“AS you know, Miss Norah,” the captain said gravely, “I discourage early rising. It’s a bad thing—leads to chronic attacks of superfluous energy, and embroils passengers with the deck-hands.”

“Especially the last!” said Norah, laughing.

“Well—possibly. Deck hands are busy people and passengers are not; therefore passengers should remain peaceably in bed until they won’t be in the way. Which remarks are not intended to apply to you, Miss Norah.”

“How would they?” Jim laughed. “There’s nothing of the Spartan early riser about Norah.”

“I’m delighted to hear it,” the captain said. “All the same, I’m about to advise you to turn out early to-morrow. We’ll be in Cape Town about six in the morning, and you mustn’t miss the sunrise over the mountain. It’s one of the finest things in the world.”

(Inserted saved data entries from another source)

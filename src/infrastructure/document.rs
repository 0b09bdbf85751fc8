//! Document files: reading, writing and pretty printing.

use std::io;
use std::path::Path;

use serde::Serialize;
use serde_json::ser::PrettyFormatter;
use tracing::{debug, instrument, warn};

use crate::domain::document::is_empty;
pub use crate::domain::document::merge;
use crate::domain::Document;
use crate::infrastructure::error::{InfraError, InfraResult};
use crate::infrastructure::traits::FileSystem;

/// Default indentation width of written documents.
pub const DEFAULT_INDENT: usize = 4;

/// How documents are written to disk.
#[derive(Debug, Clone, PartialEq, Eq)]
pub struct WriteOptions {
    /// Spaces per indentation level
    pub indent: usize,
    /// Create missing parent directories before writing
    pub create_dirs: bool,
}

impl Default for WriteOptions {
    fn default() -> Self {
        Self {
            indent: DEFAULT_INDENT,
            create_dirs: true,
        }
    }
}

/// Parse document text; `path` only labels the error.
pub fn parse(text: &str, path: &Path) -> InfraResult<Document> {
    serde_json::from_str(text).map_err(|source| InfraError::Parse {
        path: path.to_path_buf(),
        source,
    })
}

/// Pretty-print `doc` with `indent` spaces per level.
pub fn to_pretty_string(doc: &Document, indent: usize) -> Result<String, serde_json::Error> {
    let indent = vec![b' '; indent];
    let mut out = Vec::new();
    let mut serializer = serde_json::Serializer::with_formatter(&mut out, PrettyFormatter::with_indent(&indent));
    doc.serialize(&mut serializer)?;
    String::from_utf8(out).map_err(|e| serde_json::Error::io(io::Error::new(io::ErrorKind::InvalidData, e)))
}

/// Read and parse the document stored at `path`.
#[instrument(level = "debug", skip(fs))]
pub fn read(fs: &dyn FileSystem, path: &Path) -> InfraResult<Document> {
    let content = fs.read_to_string(path).map_err(|e| {
        warn!("file for deserialization not readable: {}: {}", path.display(), e);
        InfraError::io(format!("read {}", path.display()), e)
    })?;
    parse(&content, path).map_err(|e| {
        warn!("{}", e);
        e
    })
}

/// Write `doc` to `path`. Empty documents are refused and nothing is written.
#[instrument(level = "debug", skip(fs, doc))]
pub fn write(fs: &dyn FileSystem, path: &Path, doc: &Document, options: &WriteOptions) -> InfraResult<()> {
    if is_empty(doc) {
        warn!("no file serialized, document empty: {}", path.display());
        return Err(InfraError::EmptyDocument(path.to_path_buf()));
    }
    let text = to_pretty_string(doc, options.indent).map_err(|source| InfraError::Serialize {
        path: path.to_path_buf(),
        source,
    })?;
    if options.create_dirs {
        fs.ensure_parent(path)
            .map_err(|e| InfraError::io(format!("create parent of {}", path.display()), e))?;
    }
    fs.write(path, &text).map_err(|e| {
        warn!("error in opening serialization file: {}: {}", path.display(), e);
        InfraError::io(format!("write {}", path.display()), e)
    })?;
    debug!(bytes = text.len(), "document written");
    Ok(())
}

“Oh, I’m glad you told me, captain,” Norah said. “I’ll tell my steward to call me.”

“Yes—don’t forget. The harbour is an interesting one altogether; but the mountains are grand, and coming in, the view changes each moment. We shall probably be going out in the dusk, so you must be sure of seeing the entrance.”

They had had a quick and uneventful run round the Cape of Good Hope from Durban, missing altogether the dreaded “Agulhas roll” which is the bugbear of the sea-sick. Every one had revelled in the luxury of lit decks and open port-holes, in the security lent by the knowledge that a British cruiser was just ahead of the Perseus. To-morrow night the old restrictions would be in full force again—but first there would be Cape Town, and twelve hours ashore. Norah had always had vague longings to see Cape Town; no port on the homeward route interested her half so much as the city nestling at the foot of Table Mountain. She went to bed early, leaving everything in readiness for the morning start—determined to waste nothing of that precious twelve hours.

It was still dark when she awoke, with a start, from a confused dream, in which she had been chased by an apparently infuriated motor, shrieking defiance at her. As she tried to collect her scattered faculties the sound she had heard in her dream came again—a long, hoarse shriek.

“What on earth——?” she queried, sitting up. She switched on her light—it was two o’clock. Voices were heard along the corridor, to be drowned by another evil howl.